Note. "Keen" as a noun or verb comes from the Irish/Scots Gaelic term "caoineadh" (to cry, to weep) and references to it from the seventh, eighth and twelfth centuries are extensive. From Wikipedia.

Capture

I attracted unwanted attention

Whilst keening in the woods,

Although I had troubled to take myself

As far as I could from my fellows.

A group of men found me, and decided

That I was a specimen of something they'd thought extinct.
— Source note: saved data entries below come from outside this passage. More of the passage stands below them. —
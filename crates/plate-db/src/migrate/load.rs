//! Per-collection loaders.
//!
//! Each loader normalizes its documents, remaps embedded references through
//! the maps filled by earlier loaders, inserts through the shared row
//! writers, and records both the new ID and the insert count. Collections run
//! in dependency order so every map a loader reads is already complete.

use std::collections::{BTreeMap, HashSet};

use serde_json::Value;

use plate_core::enums::Table;
use plate_core::normalize::{
    has_unrecoverable_main_completion, normalize_food, normalize_kid_selection, normalize_meal,
    normalize_menu, normalize_profile, normalize_shared_menu, normalize_shared_menu_response,
};

use crate::error::MigrationError;
use crate::remap::{IdRemapper, remap_completion_keys, remap_group_food_ids, remap_selections};
use crate::repos::food::insert_food;
use crate::repos::household::{insert_household, update_active_menu};
use crate::repos::kid_selection::insert_kid_selection;
use crate::repos::meal::{insert_meal_record, insert_meal_review, insert_meal_selection};
use crate::repos::menu::insert_menu;
use crate::repos::profile::insert_kid_profile;
use crate::repos::shared_menu::{insert_shared_menu, insert_shared_menu_response};

/// State scoped to one migration run.
pub(crate) struct LoadContext<'a> {
    conn: &'a libsql::Connection,
    household_id: String,
    pub(crate) remapper: IdRemapper,
    pub(crate) inserted: BTreeMap<Table, u64>,
    pub(crate) skipped: u32,
    pub(crate) dropped_main_completions: u32,
}

fn legacy(id: &str) -> Option<&str> {
    (!id.is_empty()).then_some(id)
}

fn position(idx: usize) -> i64 {
    i64::try_from(idx).unwrap_or(i64::MAX)
}

impl<'a> LoadContext<'a> {
    /// Insert the household every migrated row belongs to.
    pub(crate) async fn begin(
        conn: &'a libsql::Connection,
        household_name: &str,
    ) -> Result<Self, MigrationError> {
        let household_id = insert_household(conn, household_name).await?;
        let mut ctx = Self {
            conn,
            household_id,
            remapper: IdRemapper::new(),
            inserted: BTreeMap::new(),
            skipped: 0,
            dropped_main_completions: 0,
        };
        ctx.record(Table::Households);
        Ok(ctx)
    }

    fn record(&mut self, table: Table) {
        *self.inserted.entry(table).or_insert(0) += 1;
    }

    fn skip(&mut self) {
        self.skipped += 1;
    }

    /// Entries that are not JSON objects carry no fields to load.
    fn skip_non_object(&mut self, doc: &Value, table: Table) -> bool {
        if doc.is_object() {
            return false;
        }
        tracing::warn!("migrate: skipping non-object {} entry: {}", table, doc);
        self.skip();
        true
    }

    fn done(&self, table: Table) {
        tracing::info!(
            "migrate: {} loaded ({} rows)",
            table,
            self.inserted.get(&table).copied().unwrap_or(0)
        );
    }

    pub(crate) async fn load_foods(&mut self, docs: &[Value]) -> Result<(), MigrationError> {
        for doc in docs {
            if self.skip_non_object(doc, Table::FoodItems) {
                continue;
            }
            let food = normalize_food(doc);
            let new_id = insert_food(self.conn, &self.household_id, legacy(&food.id), &food).await?;
            self.record(Table::FoodItems);
            if !food.id.is_empty() {
                self.remapper.foods.insert(food.id, new_id);
            }
        }
        self.done(Table::FoodItems);
        Ok(())
    }

    pub(crate) async fn load_profiles(&mut self, docs: &[Value]) -> Result<(), MigrationError> {
        for doc in docs {
            if self.skip_non_object(doc, Table::KidProfiles) {
                continue;
            }
            let profile = normalize_profile(doc);
            let new_id =
                insert_kid_profile(self.conn, &self.household_id, legacy(&profile.id), &profile)
                    .await?;
            self.record(Table::KidProfiles);
            if !profile.id.is_empty() {
                self.remapper.profiles.insert(profile.id, new_id);
            }
        }
        self.done(Table::KidProfiles);
        Ok(())
    }

    pub(crate) async fn load_menus(&mut self, docs: &[Value]) -> Result<(), MigrationError> {
        for doc in docs {
            if self.skip_non_object(doc, Table::Menus) {
                continue;
            }
            let mut menu = normalize_menu(doc);
            menu.groups = remap_group_food_ids(menu.groups, &mut self.remapper.foods);
            let new_id = insert_menu(self.conn, &self.household_id, legacy(&menu.id), &menu).await?;
            self.record(Table::Menus);
            if !menu.id.is_empty() {
                self.remapper.menus.insert(menu.id, new_id);
            }
        }
        self.done(Table::Menus);
        Ok(())
    }

    /// Point the household at its active menu. Runs after menus are loaded.
    /// An unresolvable pointer is left NULL.
    pub(crate) async fn apply_active_menu(
        &self,
        legacy_menu_id: Option<&str>,
    ) -> Result<(), MigrationError> {
        let Some(legacy_menu_id) = legacy_menu_id else {
            return Ok(());
        };
        match self.remapper.menus.get(legacy_menu_id) {
            Some(new_id) => {
                update_active_menu(self.conn, &self.household_id, Some(new_id)).await?;
            }
            None => {
                tracing::warn!(
                    "migrate: active menu '{}' was not migrated; household has no active menu",
                    legacy_menu_id
                );
            }
        }
        Ok(())
    }

    /// Kid selections reference a kid profile by FK, so a selection for an
    /// unknown kid cannot be kept and is skipped. Only the first selection
    /// per kid is loaded.
    pub(crate) async fn load_kid_selections(
        &mut self,
        docs: &[Value],
    ) -> Result<(), MigrationError> {
        let mut seen = HashSet::new();
        for doc in docs {
            if self.skip_non_object(doc, Table::KidSelections) {
                continue;
            }
            let sel = normalize_kid_selection(doc);
            let Some(kid_id) = self.remapper.profiles.get(&sel.kid_id).map(String::from) else {
                tracing::warn!("migrate: skipping selection for unknown kid '{}'", sel.kid_id);
                self.skip();
                continue;
            };
            if !seen.insert(kid_id.clone()) {
                tracing::warn!("migrate: skipping duplicate selection for kid '{}'", sel.kid_id);
                self.skip();
                continue;
            }

            let selections = remap_selections(sel.selections, &mut self.remapper.foods);
            insert_kid_selection(
                self.conn,
                &self.household_id,
                &kid_id,
                legacy(&sel.kid_id),
                &selections,
            )
            .await?;
            self.record(Table::KidSelections);
        }
        self.done(Table::KidSelections);
        Ok(())
    }

    /// Meals with their nested selections and reviews. `kidName` snapshots
    /// are written as recorded, never refreshed from current profiles.
    pub(crate) async fn load_meals(&mut self, docs: &[Value]) -> Result<(), MigrationError> {
        for doc in docs {
            if self.skip_non_object(doc, Table::MealRecords) {
                continue;
            }
            let dropped = count_dropped_main_completions(doc);
            if dropped > 0 {
                let meal_id = doc.get("id").and_then(Value::as_str).unwrap_or("?");
                tracing::warn!(
                    "migrate: meal '{}': dropping {} mainCompletion value(s) with no food id",
                    meal_id,
                    dropped
                );
                self.dropped_main_completions += dropped;
            }

            let meal = normalize_meal(doc);
            let menu_id = meal.menu_id.as_deref().map(|id| self.remapper.menus.remap(id));
            let meal_id = insert_meal_record(
                self.conn,
                &self.household_id,
                legacy(&meal.id),
                menu_id.as_deref(),
                &meal.date,
                meal.completed_at,
            )
            .await?;
            self.record(Table::MealRecords);

            for (idx, mut sel) in meal.selections.into_iter().enumerate() {
                sel.kid_id = sel.kid_id.map(|id| self.remapper.profiles.remap(&id));
                sel.selections = remap_selections(sel.selections, &mut self.remapper.foods);
                let child_legacy = format!("{}/selection/{idx}", meal.id);
                insert_meal_selection(self.conn, &meal_id, Some(child_legacy.as_str()), position(idx), &sel)
                    .await?;
                self.record(Table::MealSelections);
            }

            for (idx, mut rev) in meal.reviews.into_iter().enumerate() {
                rev.kid_id = rev.kid_id.map(|id| self.remapper.profiles.remap(&id));
                rev.completions = remap_completion_keys(rev.completions, &mut self.remapper.foods);
                let child_legacy = format!("{}/review/{idx}", meal.id);
                insert_meal_review(self.conn, &meal_id, Some(child_legacy.as_str()), position(idx), &rev)
                    .await?;
                self.record(Table::MealReviews);
            }
        }
        self.done(Table::MealRecords);
        Ok(())
    }

    /// Shared menus keep their legacy token unless it collides.
    pub(crate) async fn load_shared_menus(&mut self, docs: &[Value]) -> Result<(), MigrationError> {
        for doc in docs {
            if self.skip_non_object(doc, Table::SharedMenus) {
                continue;
            }
            let menu = normalize_shared_menu(doc);
            let (new_id, token) = insert_shared_menu(
                self.conn,
                &self.household_id,
                legacy(&menu.id),
                &menu,
                legacy(&menu.token),
            )
            .await?;
            if token != menu.token {
                tracing::warn!(
                    "migrate: shared menu '{}' re-issued token (legacy token '{}' unusable)",
                    menu.id,
                    menu.token
                );
            }
            self.record(Table::SharedMenus);
            if !menu.id.is_empty() {
                self.remapper.shared_menus.insert(menu.id, new_id);
            }
        }
        self.done(Table::SharedMenus);
        Ok(())
    }

    /// Responses whose menu did not migrate are skipped.
    pub(crate) async fn load_shared_menu_responses(
        &mut self,
        docs: &[Value],
    ) -> Result<(), MigrationError> {
        for doc in docs {
            if self.skip_non_object(doc, Table::SharedMenuResponses) {
                continue;
            }
            let rsp = normalize_shared_menu_response(doc);
            let Some(menu_id) = self.remapper.shared_menus.get(&rsp.menu_id).map(String::from)
            else {
                tracing::warn!(
                    "migrate: skipping response '{}' for unknown shared menu '{}'",
                    rsp.id,
                    rsp.menu_id
                );
                self.skip();
                continue;
            };
            insert_shared_menu_response(self.conn, &menu_id, legacy(&rsp.id), &rsp).await?;
            self.record(Table::SharedMenuResponses);
        }
        self.done(Table::SharedMenuResponses);
        Ok(())
    }
}

fn count_dropped_main_completions(doc: &Value) -> u32 {
    let count = doc
        .get("reviews")
        .and_then(Value::as_array)
        .map_or(0, |reviews| {
            reviews
                .iter()
                .filter(|r| has_unrecoverable_main_completion(r))
                .count()
        });
    u32::try_from(count).unwrap_or(u32::MAX)
}

#[cfg(test)]
mod tests {
    use super::*;
    use serde_json::json;

    #[test]
    fn counts_only_legacy_main_completions() {
        let doc = json!({
            "reviews": [
                {"mainCompletion": "all", "sideCompletions": {}},
                {"completions": {"f1": "all"}, "mainCompletion": "some"},
                {"sideCompletions": {"f2": "none"}}
            ]
        });
        assert_eq!(count_dropped_main_completions(&doc), 1);
        assert_eq!(count_dropped_main_completions(&json!({})), 0);
    }

    #[test]
    fn empty_legacy_id_is_none() {
        assert_eq!(legacy(""), None);
        assert_eq!(legacy("f1"), Some("f1"));
    }
}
A dead end, evolutionarily speaking; a creature

With too many nerve endings to cope in a dangerous world.


****

They took me - carefully, they were very kind -

To an institution to be studied. But they didn't understand

What I liked to eat; that sleeping in a bed

Made me sore, with its soporific softness,

And that having a ceiling above my head instead

Of the ever-mutable sky, caused me to ail,

And sicken, and forget how to breathe.


****

I was written up in learned journals.

Distinguished professors came from every shore

To marvel at my mere existence. Unfortunately

They all forgot what had made me interesting in the first place;

My unique genetics, my singular outlook, my unusually large heart

That beat with the tattoo of ancient song, and, above all

My ability to see through men, as if they were made of glass.


****

They did know that I was dangerous, though;

They made sure there were bars on the windows, and that

I was attended constantly by men with large bunches of keys

And just as many locks to fit them into, which constituted,

For them, a life's work.

****

What they didn't know - this was their downfall -

Was that some, among their own number, were blighted

With a recessive disposition to be attracted

To my way of life. Over a number of months -

For I am as patient, as I am apparently wild -

I seduced one of my jailors with the promise

Of an unseen and hitherto unsuspected paradise,

And he, when he was ripe, sprang us both free,

Whereupon we escaped on foot by the light of the moon -

Oh, She, bright silver moon! - and now we are living

Back in the very forest where they encountered me first.


****

But I have learnt cunning. I keen silently. I dance

In secret. I drum my heart while he sleeps. And him?

He hasn't thrown his keys away. He unsettles me.

He is sweet to me and I am sweet to him, but

When I tear his shirt off at night, I have to stop myself

From sinking my teeth into his veins, drinking him to death,

To preserve my freedom. Always, always, the greater prize.